Kmart, Sears to Join Forces in $11 Bil. Deal

CHICAGO Kmart today said it would merge with Sears, Roebuck & Co. in an $11 billion deal that will create the nation’s third-largest retailer behind Wal-Mart and Target.

The joint company will be known as Sears Holdings Corp. but continue to operate Kmart and Sears stores under their current brand names. The new company will be headquartered in Hoffman Estates, Ill., where Sears has its headquarters, but will maintain a “significant presence” in Troy, Mich., where Kmart is based, per the companies.

The merger is expected to close by late March 2005, subject to approval by Kmart and Sears shareholders and government regulatory approvals.
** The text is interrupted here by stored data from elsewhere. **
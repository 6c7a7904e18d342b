//! In-memory object store
//!
//! Keeps every object in a byte-ordered map so listings come out in the same
//! order S3 would produce them. Useful for tests and for running the service
//! without any external storage.

use super::error::{BackendError, BackendResult};
use super::listing::fold_listing;
use super::types::{ListRequest, ObjectBody, PrefixListing, PutOptions};
use super::ObjectStore;
use async_trait::async_trait;
use bytes::Bytes;
use std::collections::BTreeMap;
use std::ops::Bound;
use std::sync::Arc;
use tokio::io::{AsyncReadExt, AsyncWrite, AsyncWriteExt};
use tokio::sync::RwLock;

const BACKEND: &str = "memory";

#[derive(Debug, Clone)]
struct StoredObject {
    data: Bytes,
    content_type: Option<String>,
}

/// Object store backed by a shared in-process map
///
/// Clones share the same contents.
#[derive(Debug, Clone, Default)]
pub struct MemoryStore {
    objects: Arc<RwLock<BTreeMap<String, StoredObject>>>,
}

impl MemoryStore {
    /// Create an empty store
    pub fn new() -> Self {
        Self::default()
    }

    /// Insert an object directly, bypassing `put_object`
    pub async fn insert(&self, key: impl Into<String>, data: impl Into<Bytes>) {
        self.objects.write().await.insert(
            key.into(),
            StoredObject {
                data: data.into(),
                content_type: None,
            },
        );
    }

    /// Object bytes, if the key exists
    pub async fn get(&self, key: &str) -> Option<Bytes> {
        self.objects.read().await.get(key).map(|o| o.data.clone())
    }

    /// Content type recorded at upload time
    pub async fn content_type(&self, key: &str) -> Option<String> {
        self.objects
            .read()
            .await
            .get(key)
            .and_then(|o| o.content_type.clone())
    }

    /// Number of stored objects
    pub async fn len(&self) -> usize {
        self.objects.read().await.len()
    }

    pub async fn is_empty(&self) -> bool {
        self.objects.read().await.is_empty()
    }
}

#[async_trait]
impl ObjectStore for MemoryStore {
    async fn list_prefix(&self, request: ListRequest) -> BackendResult<PrefixListing> {
        let objects = self.objects.read().await;
        let keys = objects
            .range::<str, _>((Bound::Included(request.prefix.as_str()), Bound::Unbounded))
            .map(|(k, _)| k.as_str());
        fold_listing(BACKEND, keys, &request)
    }

    async fn head_object(&self, key: &str) -> BackendResult<bool> {
        Ok(self.objects.read().await.contains_key(key))
    }

    async fn get_object(
        &self,
        key: &str,
        sink: &mut (dyn AsyncWrite + Unpin + Send),
    ) -> BackendResult<u64> {
        // Clone the handle so the lock is not held across the write
        let data = self
            .get(key)
            .await
            .ok_or_else(|| BackendError::not_found(BACKEND, key))?;

        sink.write_all(&data).await?;
        sink.flush().await?;
        Ok(data.len() as u64)
    }

    async fn put_object(
        &self,
        key: &str,
        body: ObjectBody,
        options: PutOptions,
    ) -> BackendResult<u64> {
        let mut data = Vec::with_capacity(options.length.min(8 * 1024 * 1024) as usize);
        body.take(options.length).read_to_end(&mut data).await?;

        if data.len() as u64 != options.length {
            return Err(BackendError::rejected(
                BACKEND,
                "IncompleteBody",
                format!(
                    "expected {} bytes, body ended after {}",
                    options.length,
                    data.len()
                ),
            )
            .with_status(400));
        }

        let written = data.len() as u64;
        self.objects.write().await.insert(
            key.to_string(),
            StoredObject {
                data: Bytes::from(data),
                content_type: options.content_type,
            },
        );
        Ok(written)
    }

    fn backend_name(&self) -> &'static str {
        BACKEND
    }
}
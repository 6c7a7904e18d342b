//! S3 object store
//!
//! Thin adapter from [`ObjectStore`] to the native S3 client. S3 already
//! speaks prefix/delimiter listing, so pages and continuation tokens come
//! straight from ListObjectsV2.

use super::error::BackendResult;
use super::types::{ListRequest, ObjectBody, PrefixListing, PutOptions};
use super::ObjectStore;
use crate::protocol::s3::{S3Client, S3Config};
use async_trait::async_trait;
use tokio::io::AsyncWrite;

/// S3 object store adapter
///
/// # Example
///
/// ```no_run
/// use vfolder::backend::{ObjectStore, S3Store};
/// use vfolder::protocol::s3::S3Config;
///
/// #[tokio::main]
/// async fn main() -> Result<(), Box<dyn std::error::Error>> {
///     let config = S3Config::new("my-bucket".to_string()).with_region("us-east-1");
///     let store = S3Store::new(config).await?;
///     println!("exists: {}", store.head_object("docs/readme.md").await?);
///     Ok(())
/// }
/// ```
#[derive(Clone)]
pub struct S3Store {
    client: S3Client,
}

impl S3Store {
    /// Create a new S3 store from configuration
    pub async fn new(config: S3Config) -> BackendResult<Self> {
        let client = S3Client::new(config).await?;
        tracing::info!(
            "S3 store ready for bucket {} (custom endpoint: {})",
            client.bucket(),
            client.config().is_custom_endpoint()
        );
        Ok(Self { client })
    }
}

#[async_trait]
impl ObjectStore for S3Store {
    async fn list_prefix(&self, request: ListRequest) -> BackendResult<PrefixListing> {
        self.client
            .list_page(
                &request.prefix,
                request.delimiter,
                request.cursor,
                request.page_size.max(1),
            )
            .await
    }

    async fn head_object(&self, key: &str) -> BackendResult<bool> {
        self.client.exists(key).await
    }

    async fn get_object(
        &self,
        key: &str,
        sink: &mut (dyn AsyncWrite + Unpin + Send),
    ) -> BackendResult<u64> {
        self.client.download_to(key, sink).await
    }

    async fn put_object(
        &self,
        key: &str,
        body: ObjectBody,
        options: PutOptions,
    ) -> BackendResult<u64> {
        self.client.upload_from(key, body, options).await
    }

    fn backend_name(&self) -> &'static str {
        "s3"
    }
}

#[cfg(test)]
mod tests {
    use super::*;

    #[tokio::test]
    async fn test_invalid_bucket_fails_before_network() {
        let err = S3Store::new(S3Config::new("Bad_Bucket".to_string()))
            .await
            .err()
            .expect("invalid bucket must be rejected");
        assert!(matches!(
            err,
            crate::backend::BackendError::InvalidConfig { .. }
        ));
    }
}
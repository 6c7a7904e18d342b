//! Wire protocols spoken to remote object stores

pub mod s3;
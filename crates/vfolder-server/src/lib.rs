//! vfolder-server - HTTP surface for the vfolder namespace
//!
//! Routes browse, download and upload requests onto a [`vfolder::FileService`]
//! and renders failures as `{code, message, timestamp}` JSON.

pub mod api;
pub mod error;
pub mod server;
pub mod state;

pub use error::{ApiError, ApiResult, ErrorResponse};
pub use server::{build_router, run_server};
pub use state::AppState;
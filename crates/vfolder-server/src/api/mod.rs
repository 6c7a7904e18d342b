//! API handlers

pub mod files;

pub use files::{
    download, download_by_query, get_resource, get_resource_by_query, list_folder,
    list_folder_by_query, list_root, upload,
};

use crate::state::AppState;
use axum::{extract::State, Json};
use serde::Serialize;

/// Health check response
#[derive(Debug, Serialize)]
pub struct HealthResponse {
    pub status: &'static str,
    pub version: &'static str,
    pub backend: &'static str,
}

/// GET /health
pub async fn health(State(state): State<AppState>) -> Json<HealthResponse> {
    Json(HealthResponse {
        status: "ok",
        version: vfolder::VERSION,
        backend: state.service.backend_name(),
    })
}
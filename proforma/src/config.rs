//! Application configuration.
//!
//! Configuration is stored in a `proforma.toml` file next to the working
//! directory. A missing file falls back to defaults so the tool works out
//! of the box.
//!
//! # Configuration File Format
//!
//! ```toml
//! endpoint = "https://www.subber.net/api/ai"
//! prompt = "Extract the proforma invoice fields from this document."
//! timeout_secs = 30
//! ```

use std::fs;
use std::path::Path;

use anyhow::Context;
use schemars::JsonSchema;
use serde::{Deserialize, Serialize};

/// Default configuration file name.
pub const DEFAULT_CONFIG_PATH: &str = "proforma.toml";

/// Root application configuration.
#[derive(Debug, Clone, Serialize, Deserialize, JsonSchema, PartialEq)]
#[serde(default)]
pub struct AppConfig {
    /// AI analysis endpoint URL.
    pub endpoint: String,
    /// Prompt sent with every analysis request unless overridden.
    pub prompt: String,
    /// HTTP request timeout in seconds.
    pub timeout_secs: u64,
}

impl Default for AppConfig {
    fn default() -> Self {
        Self {
            endpoint: "https://www.subber.net/api/ai".to_string(),
            prompt: "Extract the proforma invoice fields from this document.".to_string(),
            timeout_secs: 30,
        }
    }
}

impl AppConfig {
    /// Load configuration from a TOML file.
    ///
    /// A missing file yields the default configuration; a present but
    /// unparseable file is an error.
    pub fn load(path: &Path) -> anyhow::Result<Self> {
        if !path.exists() {
            debug!("no config at {}, using defaults", path.display());
            return Ok(Self::default());
        }
        let content = fs::read_to_string(path)
            .with_context(|| format!("failed to read {}", path.display()))?;
        let config = toml::from_str(&content)
            .with_context(|| format!("failed to parse {}", path.display()))?;
        Ok(config)
    }

    /// JSON schema describing the configuration format.
    pub fn schema() -> anyhow::Result<serde_json::Value> {
        let schema = schemars::schema_for!(AppConfig);
        Ok(serde_json::to_value(&schema)?)
    }
}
Marketing plans going forward were not disclosed. Sears spent about $770 million on U.S. measured media last year, per Nielsen Monitor-Plus. Its key agency partners are Ogilvy & Mather and Young & Rubicam in Chicago and MindShare in New York, all WPP Group shops. Kmart spent nearly $150 million on ads last year, per NMP, working with Grey Global Group’s Grey and MediaCom, both in New York. WPP is in the process of acquiring Grey Global.

The deal will create a company with $55 billion in annual revenue, 2,350 full-line and off-mall stores, and 1,100 specialty retail locations.

Kmart chairman Edward Lampert will be the chairman of Sears Holdings, while Sears CEO Alan Lacy will be vice chairman and CEO of the new company. The new 10-member Sears Holdings board will have seven members from Kmart and three from Sears.

“The merger will enable us to manage the businesses of Sears and Kmart to produce a higher return than either company could achieve on its own,” Lampert said in a statement.